Date
26 May 2017
Human trafficking exists in Hong Kong, says Tina Chan (inset), project manager of STOP, contradicting the government's repeated denials that the problem exists. Photo: Apple Daily
Human trafficking exists in Hong Kong, says Tina Chan (inset), project manager of STOP, contradicting the government's repeated denials that the problem exists. Photo: Apple Daily

Group says Hong Kong should acknowledge human trafficking exists

An anti-human trafficking group wants the Hong Kong government to stop denying the problem exists and to do something about it.

Many victims of human trafficking in Hong Kong are forced to become prostitutes and illegal workers, according to the Stop Trafficking of People (STOP) project.

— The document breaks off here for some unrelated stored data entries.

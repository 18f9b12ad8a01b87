//! Conversation extraction from notebook cells.

use std::path::Path;

use crate::models::cell::CellData;
use crate::models::message::Message;
use crate::notify::Notifier;
use crate::template::expand_path_templates;

/// Build the conversation history ending at `active_index`.
///
/// Walks cells `0..=active_index` in order and keeps only content-bearing
/// cells. Each kept cell becomes one [`Message`] whose role is the cell's
/// language tag and whose content is the raw, unexpanded cell text. An
/// index past the end of `cells` takes the whole document.
#[must_use]
pub fn extract_conversation(cells: &[CellData], active_index: usize) -> Vec<Message> {
    let end = active_index.saturating_add(1).min(cells.len());

    cells[..end]
        .iter()
        .filter(|cell| cell.kind.is_content_bearing())
        .map(|cell| Message::new(cell.text.clone(), cell.language.clone()))
        .collect()
}

/// Expand path templates in every message, oldest first.
pub async fn expand_conversation(
    messages: Vec<Message>,
    base_dir: &Path,
    notifier: &dyn Notifier,
) -> Vec<Message> {
    let mut expanded = Vec::with_capacity(messages.len());
    for message in messages {
        let content = expand_path_templates(&message.content, base_dir, notifier).await;
        expanded.push(Message {
            content,
            role: message.role,
        });
    }
    expanded
}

Project manager Tina Chan said the group’s findings contradict the government’s repeated denials that Hong Kong is a human trafficking hub, according to Apple Daily.

Chan visited 20 victims in the past six months and helped launch the project’s bilingual website (www.stophk.org) which will go online in August. 

The project is being funded by The Vine Community Services Ltd., a unit of Christian group Vine Church.

In most cases, victims are forced into prostitution. Others become illegal domestic helpers who are vulnerable to abuse, she said.

Anastasia, a 19-year-old girl from northern Russia, is one such victim.

She had been promised a well-paying sales job only to be forced into prostitution to pay off a trafficker who had taken her passport.

Another victim, a Filipino named Joy, had been tricked into coming to Hong Kong for a non-existent job.

“The government has been denying Hong Kong is a destination and transhipment hub of human trafficking but the cases we found in Hong Kong are evidence to the contrary,” Chan said.

She urged the government to face the problem and tackle it.

Last year, Hong Kong was rated level 2 in a US State Department report on the severity of human trafficking worldwide. 

China was rated level 3 while Taiwan was level 1. A level 4 rating means severe human trafficking.